Nel 1996 con la stessa logica si definivano tariffe anche per le prestazioni ambulatoriali. Sebbene riguardasse solo alcune tipologie di servizi, l’introduzione della tariffa rispecchiava un mutamento radicale nell’approccio culturale alla sanità pubblica: al valore complesso della cura si sostituiva infatti un prezzo per ciascuno degli interventi che avrebbero dovuto assicurarla, si pagava insomma la prestazione a prescindere dal risultato ottenuto in termini di salute.

Questo cambiamento faceva prevalere una logica di mercato e imponeva un’idea economicista dell’efficienza, intesa come rapporto tra il volume delle prestazioni e i costi sostenuti per produrle, un equivoco che rischia di perpetuarsi anche in una sanità territorializzata e magari dotata di una mole più elevata di finanziamenti. Se non si cambiano le regole continueranno ad essere privilegiate le regioni e le strutture che producono di più, più in fretta e a costi minori penalizzando quelle che si fanno carico degli effettivi bisogni di salute delle persone e della loro soddisfazione.

Oggi quelle regole è possibile cambiarle perché, paradossalmente, le informazioni raccolte per pagare le prestazioni si sono dimostrate in grado di descrivere e misurare le condizioni di salute della popolazione, il suo accesso ai servizi e, quindi, l’equità e l’efficacia degli interventi sanitari di cui ha goduto. Oggi è insomma possibile orientare il Ssn verso la produzione di salute e restituire alle prestazioni un valore unicamente strumentale.
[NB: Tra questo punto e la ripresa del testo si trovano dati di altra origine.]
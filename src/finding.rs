// Copyright (c) 2025 Erick Bourgeois, firestoned
// SPDX-License-Identifier: MIT

//! Finding records produced by the checks.
//!
//! A [`Finding`] keeps its `summary` and `message` as templates with `${key}`
//! placeholders; the values live in `attributes`. Consumers either store the
//! template and attributes separately or call [`Finding::rendered_summary`] /
//! [`Finding::rendered_message`] for display.
//!
//! # Identifiers
//!
//! Every finding carries an `id` derived from its content through a
//! [`FindingIdentifier`]. The id is assigned after every other field is final,
//! so two runs over the same configuration yield the same ids.
//!
//! ```rust
//! use meshvet::finding::{ContentHashIdentifier, Finding, FindingIdentifier, Severity};
//! use std::collections::BTreeMap;
//!
//! let mut finding = Finding {
//!     id: String::new(),
//!     kind: "example".to_string(),
//!     summary: "Host ${host} is claimed twice".to_string(),
//!     message: "Host ${host} is claimed twice".to_string(),
//!     severity: Severity::Error,
//!     attributes: BTreeMap::from([("host".to_string(), "foo.ns1.svc".to_string())]),
//! };
//! finding.id = ContentHashIdentifier.compute_id(&finding);
//!
//! assert_eq!(finding.id.len(), 64);
//! assert_eq!(finding.rendered_summary(), "Host foo.ns1.svc is claimed twice");
//! ```

use serde::{Deserialize, Serialize};
use sha2::{Digest, Sha256};
use std::collections::BTreeMap;
use std::fmt;

/// Severity of a finding, ordered from least to most severe.
#[derive(Clone, Copy, Debug, PartialEq, Eq, PartialOrd, Ord, Hash, Serialize, Deserialize)]
#[serde(rename_all = "SCREAMING_SNAKE_CASE")]
pub enum Severity {
    /// Informational only
    Info,
    /// Likely misconfiguration
    Warning,
    /// Configuration with undefined runtime behavior
    Error,
}

impl Severity {
    /// Upper-case name used in reports and identifiers.
    #[must_use]
    pub fn as_str(self) -> &'static str {
        match self {
            Self::Info => "INFO",
            Self::Warning => "WARNING",
            Self::Error => "ERROR",
        }
    }
}

impl fmt::Display for Severity {
    fn fmt(&self, f: &mut fmt::Formatter<'_>) -> fmt::Result {
        f.write_str(self.as_str())
    }
}

/// A structured diagnostic describing one detected problem.
#[derive(Clone, Debug, PartialEq, Eq, Serialize, Deserialize)]
#[serde(rename_all = "camelCase")]
pub struct Finding {
    /// Content-derived stable identifier
    pub id: String,
    /// Fixed tag identifying the finding type
    pub kind: String,
    /// Short template, parameterized by `attributes`
    pub summary: String,
    /// Long template, parameterized by `attributes`
    pub message: String,
    /// Fixed severity of the finding type
    pub severity: Severity,
    /// Template parameters
    pub attributes: BTreeMap<String, String>,
}

impl Finding {
    /// Look up a single attribute.
    #[must_use]
    pub fn attribute(&self, key: &str) -> Option<&str> {
        self.attributes.get(key).map(String::as_str)
    }

    /// Summary with every `${key}` placeholder replaced.
    #[must_use]
    pub fn rendered_summary(&self) -> String {
        render_template(&self.summary, &self.attributes)
    }

    /// Message with every `${key}` placeholder replaced.
    #[must_use]
    pub fn rendered_message(&self) -> String {
        render_template(&self.message, &self.attributes)
    }
}

/// Substitute `${key}` placeholders with values from `attributes`.
///
/// Placeholders without a matching attribute are left untouched.
#[must_use]
pub fn render_template(template: &str, attributes: &BTreeMap<String, String>) -> String {
    attributes
        .iter()
        .fold(template.to_string(), |rendered, (key, value)| {
            rendered.replace(&format!("${{{key}}}"), value)
        })
}

/// Computes the identifier of a finding from its content.
///
/// Implementations must ignore the current `id` field and be deterministic.
pub trait FindingIdentifier: Send + Sync {
    /// Compute the id for `finding`.
    fn compute_id(&self, finding: &Finding) -> String;
}

impl<F> FindingIdentifier for F
where
    F: Fn(&Finding) -> String + Send + Sync,
{
    fn compute_id(&self, finding: &Finding) -> String {
        self(finding)
    }
}

/// SHA-256 over kind, severity, templates and attributes, hex encoded.
#[derive(Clone, Copy, Debug, Default)]
pub struct ContentHashIdentifier;

impl FindingIdentifier for ContentHashIdentifier {
    fn compute_id(&self, finding: &Finding) -> String {
        let mut hasher = Sha256::new();
        // NUL separators keep adjacent fields from running into each other
        for field in [
            finding.kind.as_str(),
            finding.severity.as_str(),
            finding.summary.as_str(),
            finding.message.as_str(),
        ] {
            hasher.update(field.as_bytes());
            hasher.update([0u8]);
        }
        for (key, value) in &finding.attributes {
            hasher.update(key.as_bytes());
            hasher.update(b"=");
            hasher.update(value.as_bytes());
            hasher.update([0u8]);
        }
        format!("{:x}", hasher.finalize())
    }
}

/// Assign ids to `findings` in place. Must run after every other field is final.
pub fn assign_ids<I: FindingIdentifier + ?Sized>(findings: &mut [Finding], identifier: &I) {
    for finding in findings {
        finding.id = identifier.compute_id(finding);
    }
}

#[cfg(test)]
#[path = "finding_tests.rs"]
mod finding_tests;
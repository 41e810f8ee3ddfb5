// Copyright (c) 2025 Erick Bourgeois, firestoned
// SPDX-License-Identifier: MIT

//! Rendering of vetter reports for the CLI.

use crate::vetters::VetterReport;
use std::fmt;

/// Total number of findings across reports.
#[must_use]
pub fn finding_count(reports: &[VetterReport]) -> usize {
    reports.iter().map(|report| report.findings.len()).sum()
}

/// One header line per vetter, then one block per finding.
impl fmt::Display for VetterReport {
    fn fmt(&self, f: &mut fmt::Formatter<'_>) -> fmt::Result {
        writeln!(
            f,
            "{} {}: {} finding(s)",
            self.vetter.id,
            self.vetter.version,
            self.findings.len()
        )?;
        for finding in &self.findings {
            writeln!(
                f,
                "  [{}] {}: {}",
                finding.severity,
                finding.kind,
                finding.rendered_summary()
            )?;
            writeln!(f, "    {}", finding.rendered_message())?;
            writeln!(f, "    id: {}", finding.id)?;
        }
        Ok(())
    }
}

/// Render reports as human readable text, one block per finding.
#[must_use]
pub fn render_text(reports: &[VetterReport]) -> String {
    reports.iter().map(ToString::to_string).collect()
}

/// Render reports as a pretty-printed JSON array.
///
/// # Errors
///
/// Returns an error if serialization fails.
pub fn render_json(reports: &[VetterReport]) -> Result<String, serde_json::Error> {
    serde_json::to_string_pretty(reports)
}

#[cfg(test)]
#[path = "report_tests.rs"]
mod report_tests;
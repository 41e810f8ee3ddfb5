// Copyright (c) 2025 Erick Bourgeois, firestoned
// SPDX-License-Identifier: MIT

//! Detection of hosts claimed by more than one `VirtualService`.
//!
//! Istio merges routing for a host from exactly one `VirtualService`. When two
//! objects define the same host the winner is undefined, so every such host is
//! reported as an error.
//!
//! # Algorithm
//!
//! 1. Normalize every declared host against its owner's namespace. The first
//!    malformed host aborts the run; no partial results are returned.
//! 2. Group owners by canonical host, preserving input order per host.
//! 3. Emit one [`Finding`] per host owned by two or more distinct objects,
//!    ordered by host.
//! 4. Assign content-derived ids last.
//!
//! # Example
//!
//! ```rust
//! use meshvet::crd::RoutingRef;
//! use meshvet::finding::ContentHashIdentifier;
//! use meshvet::hostname::ServiceHostNormalizer;
//! use meshvet::vetters::conflicting_vs_host::detect;
//!
//! let objects = vec![
//!     RoutingRef::new("a", "ns1", &["foo"]),
//!     RoutingRef::new("b", "ns1", &["foo.ns1.svc"]),
//! ];
//!
//! let findings = detect(&objects, &ServiceHostNormalizer::default(), &ContentHashIdentifier)?;
//! assert_eq!(findings.len(), 1);
//! assert_eq!(findings[0].attribute("host"), Some("foo.ns1.svc"));
//! assert_eq!(findings[0].attribute("object_names"), Some("a, b"));
//! # Ok::<(), meshvet::errors::VetError>(())
//! ```

use crate::constants::{
    ATTR_HOST, ATTR_LIST_SEPARATOR, ATTR_NAMESPACES, ATTR_OBJECT_NAMES,
    CONFLICTING_VS_HOST_VETTER_ID, CONFLICTING_VS_HOST_VETTER_VERSION, HOST_IN_MULTIPLE_VS_MESSAGE,
    HOST_IN_MULTIPLE_VS_SUMMARY, KIND_HOST_IN_MULTIPLE_VS,
};
use crate::crd::RoutingObject;
use crate::errors::VetError;
use crate::finding::{assign_ids, Finding, FindingIdentifier, Severity};
use crate::hostname::HostNormalizer;
use crate::source::VirtualServiceSource;
use crate::vetters::{Vetter, VetterInfo};
use async_trait::async_trait;
use std::collections::{BTreeMap, BTreeSet};
use std::sync::Arc;
use tracing::{debug, error};

/// Canonical host → owners in input order. Repeated declarations by one
/// object appear repeatedly.
type HostGroups<'a, O> = BTreeMap<String, Vec<&'a O>>;

/// Find every canonical host claimed by more than one routing object.
///
/// Findings are sorted ascending by their `host` attribute and carry ids from
/// `identifier`. An empty input, or one without shared hosts, yields an empty
/// list.
///
/// # Errors
///
/// Returns [`VetError::Normalization`] for the first host `normalizer` rejects.
/// No findings are returned in that case.
pub fn detect<O, N, I>(objects: &[O], normalizer: &N, identifier: &I) -> Result<Vec<Finding>, VetError>
where
    O: RoutingObject,
    N: HostNormalizer + ?Sized,
    I: FindingIdentifier + ?Sized,
{
    let groups = group_by_host(objects, normalizer)?;

    let mut findings: Vec<Finding> = groups
        .iter()
        .filter(|(_, owners)| distinct_owners(owners) > 1)
        .map(|(host, owners)| {
            debug!(host = %host, owners = owners.len(), "Host claimed by multiple VirtualServices");
            conflicting_host_finding(host, owners)
        })
        .collect();

    // BTreeMap iteration already yields hosts in order; keep the guarantee explicit
    findings.sort_by(|a, b| a.attribute(ATTR_HOST).cmp(&b.attribute(ATTR_HOST)));
    assign_ids(&mut findings, identifier);

    debug!(
        objects = objects.len(),
        hosts = groups.len(),
        findings = findings.len(),
        "Completed conflicting host detection"
    );

    Ok(findings)
}

fn group_by_host<'a, O, N>(objects: &'a [O], normalizer: &N) -> Result<HostGroups<'a, O>, VetError>
where
    O: RoutingObject,
    N: HostNormalizer + ?Sized,
{
    let mut groups: HostGroups<'a, O> = BTreeMap::new();

    for object in objects {
        for raw_host in object.declared_hosts() {
            let host = normalizer
                .normalize(raw_host, object.object_namespace())
                .map_err(|source| {
                    error!(
                        name = object.object_name(),
                        namespace = object.object_namespace(),
                        host = %raw_host,
                        "Unable to normalize host: {source}"
                    );
                    VetError::Normalization {
                        name: object.object_name().to_string(),
                        namespace: object.object_namespace().to_string(),
                        host: raw_host.clone(),
                        source,
                    }
                })?;
            groups.entry(host).or_default().push(object);
        }
    }

    Ok(groups)
}

/// Number of distinct `(namespace, name)` identities in a group.
fn distinct_owners<O: RoutingObject>(owners: &[&O]) -> usize {
    owners
        .iter()
        .map(|owner| (owner.object_namespace(), owner.object_name()))
        .collect::<BTreeSet<_>>()
        .len()
}

/// Build the finding for one conflicting host.
///
/// Names and namespaces are joined in group order and stay positionally
/// aligned; an object declaring the host twice is listed twice. The returned
/// finding has an empty id.
#[must_use]
pub fn conflicting_host_finding<O: RoutingObject>(host: &str, owners: &[&O]) -> Finding {
    let names: Vec<&str> = owners.iter().map(|owner| owner.object_name()).collect();
    let namespaces: Vec<&str> = owners
        .iter()
        .map(|owner| owner.object_namespace())
        .collect();

    Finding {
        id: String::new(),
        kind: KIND_HOST_IN_MULTIPLE_VS.to_string(),
        summary: HOST_IN_MULTIPLE_VS_SUMMARY.to_string(),
        message: HOST_IN_MULTIPLE_VS_MESSAGE.to_string(),
        severity: Severity::Error,
        attributes: BTreeMap::from([
            (ATTR_HOST.to_string(), host.to_string()),
            (ATTR_OBJECT_NAMES.to_string(), names.join(ATTR_LIST_SEPARATOR)),
            (
                ATTR_NAMESPACES.to_string(),
                namespaces.join(ATTR_LIST_SEPARATOR),
            ),
        ]),
    }
}

/// Vetter reporting hosts defined by multiple `VirtualService`s.
///
/// All collaborators are injected: the source decides which objects are in
/// scope, the normalizer and identifier are shared with other checks.
pub struct ConflictingVirtualServiceHost {
    source: Arc<dyn VirtualServiceSource>,
    normalizer: Arc<dyn HostNormalizer>,
    identifier: Arc<dyn FindingIdentifier>,
}

impl ConflictingVirtualServiceHost {
    /// Create the vetter from its collaborators.
    #[must_use]
    pub fn new(
        source: Arc<dyn VirtualServiceSource>,
        normalizer: Arc<dyn HostNormalizer>,
        identifier: Arc<dyn FindingIdentifier>,
    ) -> Self {
        Self {
            source,
            normalizer,
            identifier,
        }
    }
}

#[async_trait]
impl Vetter for ConflictingVirtualServiceHost {
    fn info(&self) -> VetterInfo {
        VetterInfo {
            id: CONFLICTING_VS_HOST_VETTER_ID.to_string(),
            version: CONFLICTING_VS_HOST_VETTER_VERSION.to_string(),
        }
    }

    async fn vet(&self) -> Result<Vec<Finding>, VetError> {
        let virtual_services = self.source.list_virtual_services().await.map_err(|e| {
            error!("Error occurred retrieving VirtualServices: {e}");
            e
        })?;

        debug!(
            count = virtual_services.len(),
            "Checking VirtualServices for conflicting hosts"
        );

        detect(
            &virtual_services,
            self.normalizer.as_ref(),
            self.identifier.as_ref(),
        )
    }
}

#[cfg(test)]
#[path = "conflicting_vs_host_tests.rs"]
mod conflicting_vs_host_tests;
Per realizzare questa conversione è però necessario in primo luogo ripensare per la sanità il sistema degli indicatori ministeriali di performance regionale (Lea: Livelli essenziali di assistenza) che sono in prevalenza misure di attività ed efficienza operativa invece che di salute e di equità ed evitare di estendere questo approccio fallimentare ad altre aree del welfare come si vorrebbe fare con i Livelli essenziali delle prestazioni (Lep), contenuti nel progetto di legge sull’autonomia differenziata in fase di approvazione.

Gli indicatori di salute e di equità, a differenza dei Lea e dei Lep, non dovrebbero servire per assegnare alle Regioni patenti di buona condotta, ma dovrebbero leggere le diseguaglianze nella salute, nell’accesso ai servizi e nella loro qualità, per invertire la logica di finanziamento del sistema, non punendo, ma anzi sostenendo le aree territoriali che di queste diseguaglianze sopportano il peso: proprio il contrario, insomma, del regionalismo differenziato.

La possibilità di ricostruire, attraverso le informazioni disponibili, la qualità di interi percorsi di cura consentirebbe inoltre di valutare anche i professionisti e le strutture coinvolte, a tutti i livelli di funzionamento del Ssn, sulla base del loro contributo a generare salute ed uguaglianza.

In questa prospettiva, anche i presidi decentrati di assistenza, come case e ospedali di comunità, non godrebbero di un pregiudizio favorevole solo per la loro collocazione sul territorio, ma dovrebbero costituire strumenti per la realizzazione di interventi efficaci di sanità pubblica e di presa in carico delle persone, dovrebbero diventare parte di una rete di relazioni di cura che attraversi tutto il servizio sanitario: dai professionisti della tutela e dell’assistenza primaria, ai presidi territoriali, agli ospedali periferici, alle strutture ospedaliere di livello superiore. La parola chiave non dovrebbe essere allora la priorità del territorio, ma la continuità tra i vari tipi e i vari livelli di intervento.